_Information given_
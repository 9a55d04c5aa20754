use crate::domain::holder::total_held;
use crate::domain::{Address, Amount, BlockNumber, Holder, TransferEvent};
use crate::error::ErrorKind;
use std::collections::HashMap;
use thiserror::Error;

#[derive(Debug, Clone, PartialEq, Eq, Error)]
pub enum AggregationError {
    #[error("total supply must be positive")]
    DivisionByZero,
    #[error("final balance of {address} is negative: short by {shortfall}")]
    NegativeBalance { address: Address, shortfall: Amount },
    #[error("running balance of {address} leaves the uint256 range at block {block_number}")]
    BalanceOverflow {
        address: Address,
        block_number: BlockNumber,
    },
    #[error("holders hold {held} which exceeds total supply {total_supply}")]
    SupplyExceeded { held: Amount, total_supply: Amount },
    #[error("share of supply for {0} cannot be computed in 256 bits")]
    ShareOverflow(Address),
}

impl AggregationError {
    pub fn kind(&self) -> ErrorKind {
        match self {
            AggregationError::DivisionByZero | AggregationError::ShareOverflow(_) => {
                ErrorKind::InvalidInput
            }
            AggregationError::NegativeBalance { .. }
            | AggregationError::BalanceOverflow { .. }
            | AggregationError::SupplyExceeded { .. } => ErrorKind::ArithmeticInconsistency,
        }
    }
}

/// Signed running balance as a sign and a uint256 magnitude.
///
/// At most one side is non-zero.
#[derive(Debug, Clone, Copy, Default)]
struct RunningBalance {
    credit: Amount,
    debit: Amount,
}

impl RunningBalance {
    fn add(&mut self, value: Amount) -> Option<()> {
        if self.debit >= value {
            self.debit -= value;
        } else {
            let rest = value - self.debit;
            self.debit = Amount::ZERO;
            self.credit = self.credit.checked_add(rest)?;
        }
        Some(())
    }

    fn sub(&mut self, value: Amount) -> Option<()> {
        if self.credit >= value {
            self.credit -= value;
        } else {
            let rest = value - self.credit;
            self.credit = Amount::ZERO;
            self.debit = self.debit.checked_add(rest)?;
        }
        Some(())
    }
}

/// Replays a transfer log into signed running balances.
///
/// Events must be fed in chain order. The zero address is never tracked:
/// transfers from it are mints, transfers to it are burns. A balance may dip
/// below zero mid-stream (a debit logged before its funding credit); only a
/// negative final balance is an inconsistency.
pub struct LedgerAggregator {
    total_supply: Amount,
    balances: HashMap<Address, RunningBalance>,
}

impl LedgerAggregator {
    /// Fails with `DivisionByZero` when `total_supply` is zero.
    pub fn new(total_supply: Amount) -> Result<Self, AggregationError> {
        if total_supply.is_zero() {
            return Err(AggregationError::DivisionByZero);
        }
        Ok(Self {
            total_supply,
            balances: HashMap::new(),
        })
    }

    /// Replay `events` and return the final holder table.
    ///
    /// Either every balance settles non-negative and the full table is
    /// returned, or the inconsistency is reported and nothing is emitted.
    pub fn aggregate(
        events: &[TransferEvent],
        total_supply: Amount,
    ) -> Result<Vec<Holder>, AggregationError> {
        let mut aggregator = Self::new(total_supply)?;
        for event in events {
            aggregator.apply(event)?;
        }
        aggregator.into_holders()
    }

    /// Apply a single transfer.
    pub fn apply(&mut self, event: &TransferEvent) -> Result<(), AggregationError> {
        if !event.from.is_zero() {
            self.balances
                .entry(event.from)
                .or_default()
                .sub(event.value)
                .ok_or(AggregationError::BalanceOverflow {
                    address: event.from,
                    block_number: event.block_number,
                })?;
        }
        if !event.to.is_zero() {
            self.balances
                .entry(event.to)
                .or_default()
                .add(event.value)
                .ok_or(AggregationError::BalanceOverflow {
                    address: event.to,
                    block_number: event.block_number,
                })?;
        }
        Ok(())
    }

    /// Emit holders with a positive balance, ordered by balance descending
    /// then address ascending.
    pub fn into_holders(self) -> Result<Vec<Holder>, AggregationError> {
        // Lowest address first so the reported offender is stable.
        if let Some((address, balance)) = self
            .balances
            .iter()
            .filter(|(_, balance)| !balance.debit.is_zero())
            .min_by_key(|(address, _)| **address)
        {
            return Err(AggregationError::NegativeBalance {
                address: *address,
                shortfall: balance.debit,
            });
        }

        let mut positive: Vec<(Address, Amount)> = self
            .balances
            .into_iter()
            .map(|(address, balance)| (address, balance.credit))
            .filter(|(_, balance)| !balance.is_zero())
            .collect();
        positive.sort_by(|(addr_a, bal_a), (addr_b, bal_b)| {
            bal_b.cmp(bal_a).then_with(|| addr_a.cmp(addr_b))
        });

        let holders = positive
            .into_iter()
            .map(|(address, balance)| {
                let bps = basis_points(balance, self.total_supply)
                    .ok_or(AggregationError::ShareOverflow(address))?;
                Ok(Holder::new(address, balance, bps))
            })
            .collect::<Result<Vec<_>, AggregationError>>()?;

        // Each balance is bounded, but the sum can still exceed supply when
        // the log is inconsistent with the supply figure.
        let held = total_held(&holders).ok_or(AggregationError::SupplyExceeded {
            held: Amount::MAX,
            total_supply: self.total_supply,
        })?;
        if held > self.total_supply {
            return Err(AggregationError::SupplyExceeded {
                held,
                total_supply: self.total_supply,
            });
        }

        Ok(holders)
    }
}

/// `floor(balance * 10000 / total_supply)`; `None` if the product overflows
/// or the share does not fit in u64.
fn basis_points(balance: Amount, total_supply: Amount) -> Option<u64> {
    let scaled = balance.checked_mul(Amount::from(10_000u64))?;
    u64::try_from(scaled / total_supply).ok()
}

_What this task involves_
Retype each line of the material above exactly.

_Task result_
repository 9a55d04c5aa20754
use crate::domain::holder::total_held;
use crate::domain::{Address, Amount, BlockNumber, Holder, TransferEvent};
use crate::error::ErrorKind;
use std::collections::HashMap;
use thiserror::Error;

#[derive(Debug, Clone, PartialEq, Eq, Error)]
pub enum AggregationError {
    #[error("total supply must be positive")]
    DivisionByZero,
    #[error("final balance of {address} is negative: short by {shortfall}")]
    NegativeBalance { address: Address, shortfall: Amount },
    #[error("running balance of {address} leaves the uint256 range at block {block_number}")]
    BalanceOverflow {
        address: Address,
        block_number: BlockNumber,
    },
    #[error("holders hold {held} which exceeds total supply {total_supply}")]
    SupplyExceeded { held: Amount, total_supply: Amount },
    #[error("share of supply for {0} cannot be computed in 256 bits")]
    ShareOverflow(Address),
}

impl AggregationError {
    pub fn kind(&self) -> ErrorKind {
        match self {
            AggregationError::DivisionByZero | AggregationError::ShareOverflow(_) => {
                ErrorKind::InvalidInput
            }
            AggregationError::NegativeBalance { .. }
            | AggregationError::BalanceOverflow { .. }
            | AggregationError::SupplyExceeded { .. } => ErrorKind::ArithmeticInconsistency,
        }
    }
}

/// Signed running balance as a sign and a uint256 magnitude.
///
/// At most one side is non-zero.
#[derive(Debug, Clone, Copy, Default)]
struct RunningBalance {
    credit: Amount,
    debit: Amount,
}

impl RunningBalance {
    fn add(&mut self, value: Amount) -> Option<()> {
        if self.debit >= value {
            self.debit -= value;
        } else {
            let rest = value - self.debit;
            self.debit = Amount::ZERO;
            self.credit = self.credit.checked_add(rest)?;
        }
        Some(())
    }

    fn sub(&mut self, value: Amount) -> Option<()> {
        if self.credit >= value {
            self.credit -= value;
        } else {
            let rest = value - self.credit;
            self.credit = Amount::ZERO;
            self.debit = self.debit.checked_add(rest)?;
        }
        Some(())
    }
}

/// Replays a transfer log into signed running balances.
///
/// Events must be fed in chain order. The zero address is never tracked:
/// transfers from it are mints, transfers to it are burns. A balance may dip
/// below zero mid-stream (a debit logged before its funding credit); only a
/// negative final balance is an inconsistency.
pub struct LedgerAggregator {
    total_supply: Amount,
    balances: HashMap<Address, RunningBalance>,
}

impl LedgerAggregator {
    /// Fails with `DivisionByZero` when `total_supply` is zero.
    pub fn new(total_supply: Amount) -> Result<Self, AggregationError> {
        if total_supply.is_zero() {
            return Err(AggregationError::DivisionByZero);
        }
        Ok(Self {
            total_supply,
            balances: HashMap::new(),
        })
    }

    /// Replay `events` and return the final holder table.
    ///
    /// Either every balance settles non-negative and the full table is
    /// returned, or the inconsistency is reported and nothing is emitted.
    pub fn aggregate(
        events: &[TransferEvent],
        total_supply: Amount,
    ) -> Result<Vec<Holder>, AggregationError> {
        let mut aggregator = Self::new(total_supply)?;
        for event in events {
            aggregator.apply(event)?;
        }
        aggregator.into_holders()
    }

    /// Apply a single transfer.
    pub fn apply(&mut self, event: &TransferEvent) -> Result<(), AggregationError> {
        if !event.from.is_zero() {
            self.balances
                .entry(event.from)
                .or_default()
                .sub(event.value)
                .ok_or(AggregationError::BalanceOverflow {
                    address: event.from,
                    block_number: event.block_number,
                })?;
        }
        if !event.to.is_zero() {
            self.balances
                .entry(event.to)
                .or_default()
                .add(event.value)
                .ok_or(AggregationError::BalanceOverflow {
                    address: event.to,
                    block_number: event.block_number,
                })?;
        }
        Ok(())
    }

    /// Emit holders with a positive balance, ordered by balance descending
    /// then address ascending.
    pub fn into_holders(self) -> Result<Vec<Holder>, AggregationError> {
        // Lowest address first so the reported offender is stable.
        if let Some((address, balance)) = self
            .balances
            .iter()
            .filter(|(_, balance)| !balance.debit.is_zero())
            .min_by_key(|(address, _)| **address)
        {
            return Err(AggregationError::NegativeBalance {
                address: *address,
                shortfall: balance.debit,
            });
        }

        let mut positive: Vec<(Address, Amount)> = self
            .balances
            .into_iter()
            .map(|(address, balance)| (address, balance.credit))
            .filter(|(_, balance)| !balance.is_zero())
            .collect();
        positive.sort_by(|(addr_a, bal_a), (addr_b, bal_b)| {
            bal_b.cmp(bal_a).then_with(|| addr_a.cmp(addr_b))
        });

        let holders = positive
            .into_iter()
            .map(|(address, balance)| {
                let bps = basis_points(balance, self.total_supply)
                    .ok_or(AggregationError::ShareOverflow(address))?;
                Ok(Holder::new(address, balance, bps))
            })
            .collect::<Result<Vec<_>, AggregationError>>()?;

        // Each balance is bounded, but the sum can still exceed supply when
        // the log is inconsistent with the supply figure.
        let held = total_held(&holders).ok_or(AggregationError::SupplyExceeded {
            held: Amount::MAX,
            total_supply: self.total_supply,
        })?;
        if held > self.total_supply {
            return Err(AggregationError::SupplyExceeded {
                held,
                total_supply: self.total_supply,
            });
        }

        Ok(holders)
    }
}

/// `floor(balance * 10000 / total_supply)`; `None` if the product overflows
/// or the share does not fit in u64.
fn basis_points(balance: Amount, total_supply: Amount) -> Option<u64> {
    let scaled = balance.checked_mul(Amount::from(10_000u64))?;
    u64::try_from(scaled / total_supply).ok()
}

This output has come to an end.